Tally + MCPs

New to MCPs? Read the MCP Primer first — it covers what MCP servers are, how they work as bridges between sealed models and your systems, and how tool calls flow. This page covers only Tally's routing behaviour for MCP workloads.

The cost profile

Why MCP calls are expensive,
and where the waste hides.

Token source	Impact	Notes
Tool schemas	+200–1,000 tokens/call	Even if no tool is used. Every tool definition in scope costs tokens.
Tool invocation output	+100–400 tokens	The model's structured tool-call response before the actual tool runs.
Tool result (input to next turn)	+500–10,000+ tokens	Large for retrieval tools (documents, query results, file contents).
History compounding (multi-round)	Multiplies with each round	Each additional tool call resends the full prior conversation history.
Final synthesis	Normal LLM output cost	The final answer — often the smallest cost in a multi-tool interaction.

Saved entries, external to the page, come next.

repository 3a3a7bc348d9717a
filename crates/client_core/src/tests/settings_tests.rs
use super::*;
use std::path::PathBuf;

fn temp_dir(label: &str) -> PathBuf {
    let suffix = std::time::SystemTime::now()
        .duration_since(std::time::UNIX_EPOCH)
        .expect("clock")
        .as_nanos();
    let dir = std::env::temp_dir().join(format!("seo_studio_{label}_{suffix}"));
    fs::create_dir_all(&dir).expect("temp dir");
    dir
}

fn no_env(_: &str) -> Option<String> {
    None
}

#[test]
fn defaults_apply_without_file_or_env() {
    let settings =
        load_settings_from(Path::new("/definitely/not/here/studio.toml"), no_env).expect("load");
    assert_eq!(settings, Settings::default());
    let schedule = settings.progress_schedule().expect("schedule");
    assert_eq!(schedule, ProgressSchedule::default());
}

#[test]
fn file_values_override_defaults_and_env_overrides_file() {
    let dir = temp_dir("settings_layers");
    let path = dir.join("studio.toml");
    fs::write(
        &path,
        "database_url = \"sqlite://./from-file.db\"\nprogress_total_ms = 4000\nauth_delay_ms = 0\n",
    )
    .expect("write");

    let settings = load_settings_from(&path, |key| match key {
        "APP__PROGRESS_TOTAL_MS" => Some("2000".to_string()),
        "APP__SUBMIT_DELAY_MS" => Some(" 250 ".to_string()),
        _ => None,
    })
    .expect("load");

    assert_eq!(settings.database_url, "sqlite://./from-file.db");
    assert_eq!(settings.progress_total_ms, 2000);
    assert_eq!(settings.auth_delay(), Duration::ZERO);
    assert_eq!(settings.submit_delay(), Duration::from_millis(250));

    fs::remove_dir_all(dir).expect("cleanup");
}

#[test]
fn app_prefixed_database_url_wins() {
    let settings = load_settings_from(Path::new("missing.toml"), |key| match key {
        "DATABASE_URL" => Some("sqlite://plain.db".to_string()),
        "APP__DATABASE_URL" => Some("sqlite::memory:".to_string()),
        _ => None,
    })
    .expect("load");
    assert_eq!(settings.database_url, "sqlite::memory:");
}

#[test]
fn malformed_values_are_reported() {
    let err = load_settings_from(Path::new("missing.toml"), |key| {
        (key == "APP__PROGRESS_TICK_MS").then(|| "fast".to_string())
    })
    .expect_err("bad number");
    assert!(matches!(
        err,
        SettingsError::InvalidValue {
            key: "progress_tick_ms",
            ..
        }
    ));

    let err = load_settings_from(Path::new("missing.toml"), |key| {
        (key == "APP__PROGRESS_TICK_MS").then(|| "0".to_string())
    })
    .expect_err("zero tick");
    assert!(matches!(err, SettingsError::InvalidValue { .. }));

    let dir = temp_dir("settings_bad_file");
    let path = dir.join("studio.toml");
    fs::write(&path, "progress_total_ms = \"soon\"").expect("write");
    assert!(matches!(
        load_settings_from(&path, no_env),
        Err(SettingsError::InvalidValue { .. })
    ));
    fs::write(&path, "this is = = not toml").expect("write");
    assert!(matches!(
        load_settings_from(&path, no_env),
        Err(SettingsError::Parse { .. })
    ));
    fs::remove_dir_all(dir).expect("cleanup");
}

#[test]
fn normalizes_database_urls() {
    assert_eq!(normalize_database_url(""), DEFAULT_DATABASE_URL);
    assert_eq!(normalize_database_url("sqlite::memory:"), "sqlite::memory:");
    assert_eq!(normalize_database_url("sqlite:data/app.db"), "sqlite://data/app.db");
    assert_eq!(normalize_database_url(r"data\app.db"), "sqlite://data/app.db");
    assert_eq!(
        normalize_database_url("sqlite://./data/app.db"),
        "sqlite://./data/app.db"
    );
}

#[test]
fn prepare_creates_parent_directory() {
    let dir = temp_dir("settings_prepare");
    let db_path = dir.join("nested").join("studio.db");
    let raw = db_path.to_string_lossy().replace('\\', "/");

    let url = prepare_database_url(&raw).expect("prepare");
    assert!(url.starts_with("sqlite://"));
    assert!(dir.join("nested").is_dir());

    fs::remove_dir_all(dir).expect("cleanup");
}
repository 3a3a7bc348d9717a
//! Controller layer: UI events and command orchestration.

pub mod events;
pub mod orchestration;
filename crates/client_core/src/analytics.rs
use std::{cmp::Ordering, fmt};

use serde::{Deserialize, Serialize};
use shared::domain::KeywordDifficulty;

/// Visitors represented by one unit of `traffic_increase`.
pub const VISITORS_PER_TRAFFIC_UNIT: f64 = 1000.0;
/// Writing hours saved per generated piece.
pub const HOURS_SAVED_PER_PIECE: f64 = 2.0;

/// Monthly inputs for the ROI calculator.
#[derive(Debug, Clone, Copy, PartialEq, Serialize, Deserialize)]
#[serde(rename_all = "camelCase")]
pub struct RoiInputs {
    pub tool_subscription: f64,
    pub time_investment_hours: f64,
    pub hourly_rate: f64,
    pub content_generated: f64,
    /// Extra monthly visitors, in thousands.
    pub traffic_increase: f64,
    /// Percent of visitors who convert.
    pub conversion_rate: f64,
    pub avg_order_value: f64,
}

impl Default for RoiInputs {
    fn default() -> Self {
        Self {
            tool_subscription: 99.0,
            time_investment_hours: 20.0,
            hourly_rate: 50.0,
            content_generated: 150.0,
            traffic_increase: 35.0,
            conversion_rate: 2.5,
            avg_order_value: 150.0,
        }
    }
}

#[derive(Debug, Clone, Copy, PartialEq, Serialize)]
#[serde(rename_all = "camelCase")]
pub struct RoiReport {
    pub total_costs: f64,
    pub revenue: f64,
    pub profit: f64,
    /// `None` when there are no costs to divide by.
    pub roi_percent: Option<f64>,
    pub additional_visitors: f64,
    pub expected_conversions: f64,
    pub hours_saved: f64,
}

impl RoiReport {
    pub fn is_profitable(&self) -> bool {
        self.profit > 0.0
    }
}

pub fn calculate_roi(inputs: &RoiInputs) -> RoiReport {
    let total_costs = inputs.tool_subscription + inputs.time_investment_hours * inputs.hourly_rate;
    let additional_visitors = inputs.traffic_increase * VISITORS_PER_TRAFFIC_UNIT;
    let expected_conversions = additional_visitors * (inputs.conversion_rate / 100.0);
    let revenue = expected_conversions * inputs.avg_order_value;
    let profit = revenue - total_costs;
    let roi_percent = (total_costs != 0.0).then(|| profit / total_costs * 100.0);

    RoiReport {
        total_costs,
        revenue,
        profit,
        roi_percent,
        additional_visitors,
        expected_conversions,
        hours_saved: inputs.content_generated * HOURS_SAVED_PER_PIECE,
    }
}

#[derive(Debug, Clone, Copy, PartialEq, Eq, Serialize)]
#[serde(tag = "direction", content = "positions", rename_all = "lowercase")]
pub enum RankingTrend {
    Improved(u32),
    Declined(u32),
    Unchanged,
}

impl RankingTrend {
    /// Lower rank numbers are better positions.
    pub fn between(current_rank: u32, previous_rank: u32) -> Self {
        match current_rank.cmp(&previous_rank) {
            Ordering::Less => RankingTrend::Improved(previous_rank - current_rank),
            Ordering::Greater => RankingTrend::Declined(current_rank - previous_rank),
            Ordering::Equal => RankingTrend::Unchanged,
        }
    }
}

impl fmt::Display for RankingTrend {
    fn fmt(&self, f: &mut fmt::Formatter<'_>) -> fmt::Result {
        match self {
            RankingTrend::Improved(by) => write!(f, "+{by}"),
            RankingTrend::Declined(by) => write!(f, "-{by}"),
            RankingTrend::Unchanged => f.write_str("0"),
        }
    }
}

#[derive(Debug, Clone, PartialEq, Eq, Serialize)]
#[serde(rename_all = "camelCase")]
pub struct KeywordRanking {
    pub keyword: String,
    pub current_rank: u32,
    pub previous_rank: u32,
    pub search_volume: u32,
    pub difficulty: KeywordDifficulty,
    pub url: String,
}

impl KeywordRanking {
    pub fn trend(&self) -> RankingTrend {
        RankingTrend::between(self.current_rank, self.previous_rank)
    }
}

#[derive(Debug, Clone, Copy, PartialEq, Eq)]
pub enum RankingSort {
    /// Best position first.
    CurrentRank,
    /// Highest volume first.
    SearchVolume,
}

pub fn sort_rankings(rankings: &mut [KeywordRanking], by: RankingSort) {
    match by {
        RankingSort::CurrentRank => rankings.sort_by_key(|r| r.current_rank),
        RankingSort::SearchVolume => {
            rankings.sort_by(|a, b| b.search_volume.cmp(&a.search_volume))
        }
    }
}

#[cfg(test)]
#[path = "tests/analytics_tests.rs"]
mod tests;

The key insight: in a complex MCP workflow, the final synthesis step — where the model actually composes the answer — is often the cheapest part. The expensive parts are the retrieval, the tool schemas, and the compounding history. Routing the synthesis to a cheap model while preserving the retrieval quality can cut costs substantially without affecting output quality.

Two routing opportunities

Tool invocation vs synthesis:
they can go to different models.

An MCP interaction involves two cognitively distinct phases, and they don't require the same model capability:

🔧 Tool invocation phase

The model reads the request and tool schemas, decides which tools to call and with what parameters. This requires understanding tool schemas and translating intent into structured function calls.

Models with strong tool-use capability handle this phase better. Not all models support structured tool calls equally well — routing to an incapable model here causes hard failures.

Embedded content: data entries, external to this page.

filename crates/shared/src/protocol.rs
use chrono::{DateTime, Utc};
use serde::{Deserialize, Serialize};

use crate::domain::{
    ContentType, ProjectId, ProjectStatus, SubscriptionTier, Tone, UserId,
};

pub const DEFAULT_WORD_COUNT: u32 = 1000;
pub const MIN_WORD_COUNT: u32 = 300;
pub const MAX_WORD_COUNT: u32 = 5000;

/// Values collected by the content wizard. Filled in step by step, so the
/// choice fields stay optional until validation.
#[derive(Debug, Clone, PartialEq, Eq, Serialize, Deserialize)]
#[serde(rename_all = "camelCase")]
pub struct FormValues {
    pub keyword: String,
    pub location: String,
    #[serde(default, skip_serializing_if = "Option::is_none")]
    pub content_type: Option<ContentType>,
    pub word_count: u32,
    #[serde(default, skip_serializing_if = "Option::is_none")]
    pub tone: Option<Tone>,
    pub include_images: bool,
    pub target_audience: String,
    #[serde(default, skip_serializing_if = "Vec::is_empty")]
    pub competitor_urls: Vec<String>,
    #[serde(default, skip_serializing_if = "Vec::is_empty")]
    pub internal_links: Vec<String>,
}

impl Default for FormValues {
    fn default() -> Self {
        Self {
            keyword: String::new(),
            location: String::new(),
            content_type: None,
            word_count: DEFAULT_WORD_COUNT,
            tone: None,
            include_images: true,
            target_audience: String::new(),
            competitor_urls: Vec::new(),
            internal_links: Vec::new(),
        }
    }
}

/// Frozen, fully validated form values handed to the submit handler.
#[derive(Debug, Clone, PartialEq, Eq, Serialize, Deserialize)]
#[serde(rename_all = "camelCase")]
pub struct GenerationBrief {
    pub keyword: String,
    pub location: String,
    pub content_type: ContentType,
    pub word_count: u32,
    pub tone: Tone,
    pub include_images: bool,
    pub target_audience: String,
    #[serde(default, skip_serializing_if = "Vec::is_empty")]
    pub competitor_urls: Vec<String>,
    #[serde(default, skip_serializing_if = "Vec::is_empty")]
    pub internal_links: Vec<String>,
}

#[derive(Debug, Clone, Copy, PartialEq, Eq, Hash, Serialize, Deserialize)]
#[serde(rename_all = "kebab-case")]
pub enum GenerationStage {
    KeywordResearch,
    CompetitorAnalysis,
    ContentGeneration,
    SeoOptimization,
}

impl GenerationStage {
    pub const ALL: [GenerationStage; 4] = [
        GenerationStage::KeywordResearch,
        GenerationStage::CompetitorAnalysis,
        GenerationStage::ContentGeneration,
        GenerationStage::SeoOptimization,
    ];

    pub const COUNT: usize = Self::ALL.len();

    pub fn id(self) -> &'static str {
        match self {
            GenerationStage::KeywordResearch => "keyword-research",
            GenerationStage::CompetitorAnalysis => "competitor-analysis",
            GenerationStage::ContentGeneration => "content-generation",
            GenerationStage::SeoOptimization => "seo-optimization",
        }
    }

    pub fn title(self) -> &'static str {
        match self {
            GenerationStage::KeywordResearch => "Keyword Research",
            GenerationStage::CompetitorAnalysis => "Competitor Analysis",
            GenerationStage::ContentGeneration => "Content Generation",
            GenerationStage::SeoOptimization => "SEO Optimization",
        }
    }

    pub fn description(self) -> &'static str {
        match self {
            GenerationStage::KeywordResearch => "Analyzing search volumes and competition",
            GenerationStage::CompetitorAnalysis => "Examining top-ranking content strategies",
            GenerationStage::ContentGeneration => "Creating SEO-optimized content with AI",
            GenerationStage::SeoOptimization => "Applying final optimizations and formatting",
        }
    }

    /// Display-only estimate; the simulator never times anything off it.
    pub fn estimated_secs(self) -> u32 {
        match self {
            GenerationStage::KeywordResearch => 15,
            GenerationStage::CompetitorAnalysis => 25,
            GenerationStage::ContentGeneration => 45,
            GenerationStage::SeoOptimization => 15,
        }
    }

    pub fn index(self) -> usize {
        match self {
            GenerationStage::KeywordResearch => 0,
            GenerationStage::CompetitorAnalysis => 1,
            GenerationStage::ContentGeneration => 2,
            GenerationStage::SeoOptimization => 3,
        }
    }

    pub fn from_index(index: usize) -> Self {
        Self::ALL[index.min(Self::COUNT - 1)]
    }
}

#[derive(Debug, Clone, Copy, PartialEq, Eq, Serialize, Deserialize)]
#[serde(rename_all = "snake_case")]
pub enum StageStatus {
    Pending,
    Active,
    Completed,
}

#[derive(Debug, Clone, Copy, PartialEq, Serialize, Deserialize)]
#[serde(rename_all = "camelCase")]
pub struct ProgressState {
    pub percent: f64,
    pub active_stage_index: usize,
}

impl Default for ProgressState {
    fn default() -> Self {
        Self::at_percent(0.0)
    }
}

impl ProgressState {
    /// Progress clamped into `[0, 100]` with the stage index derived from it.
    pub fn at_percent(percent: f64) -> Self {
        let percent = percent.clamp(0.0, 100.0);
        Self {
            percent,
            active_stage_index: stage_index_for(percent, GenerationStage::COUNT),
        }
    }

    pub fn active_stage(&self) -> GenerationStage {
        GenerationStage::from_index(self.active_stage_index)
    }

    pub fn is_complete(&self) -> bool {
        self.percent >= 100.0
    }

    pub fn stage_status(&self, stage: GenerationStage) -> StageStatus {
        let index = stage.index();
        if self.active_stage_index > index {
            StageStatus::Completed
        } else if self.active_stage_index == index {
            StageStatus::Active
        } else {
            StageStatus::Pending
        }
    }

    /// Percentage rounded for a progress label.
    pub fn rounded_percent(&self) -> u32 {
        self.percent.round() as u32
    }
}

/// `floor(percent / 100 * stage_count)`, clamped to `[0, stage_count - 1]`.
pub fn stage_index_for(percent: f64, stage_count: usize) -> usize {
    if stage_count == 0 {
        return 0;
    }
    let raw = (percent / 100.0 * stage_count as f64).floor();
    if raw <= 0.0 || raw.is_nan() {
        0
    } else {
        (raw as usize).min(stage_count - 1)
    }
}

#[derive(Debug, Clone, PartialEq, Eq, Serialize, Deserialize)]
#[serde(rename_all = "camelCase")]
pub struct GenerationResult {
    pub title: String,
    pub content: String,
    pub seo_score: u32,
    pub word_count: u32,
    pub suggestions: Vec<String>,
}

#[derive(Debug, Clone, PartialEq, Serialize, Deserialize)]
#[serde(tag = "type", content = "payload", rename_all = "snake_case")]
pub enum GenerationEvent {
    Progress(ProgressState),
    Completed { result: GenerationResult },
    Cancelled,
}

#[derive(Debug, Clone, PartialEq, Eq, Serialize, Deserialize)]
pub struct UserProfile {
    pub id: UserId,
    pub email: String,
    pub name: String,
    #[serde(default, skip_serializing_if = "Option::is_none")]
    pub avatar: Option<String>,
    pub subscription: SubscriptionTier,
    pub created_at: DateTime<Utc>,
    pub last_login: DateTime<Utc>,
    /// Absent from profiles saved before the settings form existed.
    #[serde(default)]
    pub details: ProfileDetails,
}

pub const DEFAULT_TIMEZONE: &str = "UTC";
pub const DEFAULT_LANGUAGE: &str = "en";

/// Fields edited on the profile settings screen.
#[derive(Debug, Clone, PartialEq, Eq, Serialize, Deserialize)]
pub struct ProfileDetails {
    pub first_name: String,
    pub last_name: String,
    #[serde(default, skip_serializing_if = "Option::is_none")]
    pub company: Option<String>,
    #[serde(default, skip_serializing_if = "Option::is_none")]
    pub job_title: Option<String>,
    #[serde(default, skip_serializing_if = "Option::is_none")]
    pub bio: Option<String>,
    pub timezone: String,
    pub language: String,
}

impl ProfileDetails {
    /// Splits a display name at its first whitespace run.
    pub fn from_display_name(name: &str) -> Self {
        let name = name.trim();
        let (first, last) = name
            .split_once(char::is_whitespace)
            .map_or((name, ""), |(first, last)| (first, last.trim()));
        Self {
            first_name: first.to_string(),
            last_name: last.to_string(),
            ..Self::default()
        }
    }
}

impl Default for ProfileDetails {
    fn default() -> Self {
        Self {
            first_name: String::new(),
            last_name: String::new(),
            company: None,
            job_title: None,
            bio: None,
            timezone: DEFAULT_TIMEZONE.to_string(),
            language: DEFAULT_LANGUAGE.to_string(),
        }
    }
}

#[derive(Debug, Clone, PartialEq, Eq, Serialize, Deserialize)]
pub struct ProjectRecord {
    pub id: ProjectId,
    pub name: String,
    pub description: String,
    pub category: String,
    pub keywords: Vec<String>,
    pub location: String,
    pub status: ProjectStatus,
    pub content_count: u32,
    pub content_goal: u32,
    pub timeline: String,
    #[serde(default, skip_serializing_if = "Option::is_none")]
    pub template: Option<String>,
    #[serde(default)]
    pub tags: Vec<String>,
    #[serde(default, skip_serializing_if = "Option::is_none")]
    pub user_id: Option<UserId>,
    pub created_at: DateTime<Utc>,
    pub updated_at: DateTime<Utc>,
}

e.g., "Search the database for Q4 sales data and calculate the YoY change" — requires correct tool selection and parameter generation.

📝 Synthesis phase

Once the tool results are back, the model synthesises them into a final response. This is often much simpler than the invocation — if the data is good, the synthesis step is essentially formatting and summarising.

A cheaper model often handles synthesis well, especially when the tool results are clear and well-structured. Routing synthesis to Haiku when invocation used Sonnet can recapture significant cost.

e.g., "Format these database results as a summary table" — straightforward once the data is present.

Tally understands this distinction and can route the two phases independently if your integration separates them. The semantic envelope carries tool_phase: "invocation" or tool_phase: "synthesis" to tell Tally which context it's operating in.

The envelope, extended

MCP-specific shape signals.

The standard semantic envelope works for MCP calls, but Tally recognises additional fields that capture the unique shape of tool-use workloads:

tools_used

Number of MCP tools available in scope. Higher values increase input token cost (tool schemas) and bias toward models with strong tool-use support.

tool_complexity

How complex are the tools being called? simple (read/fetch) → cheap model often fine. complex (multi-step, conditional logic) → stronger model preferred.

expected_tool_rounds

How many tool call rounds are anticipated? 1 (single fetch) vs 3+ (iterative retrieval or multi-step reasoning). High round counts make context compounding significant.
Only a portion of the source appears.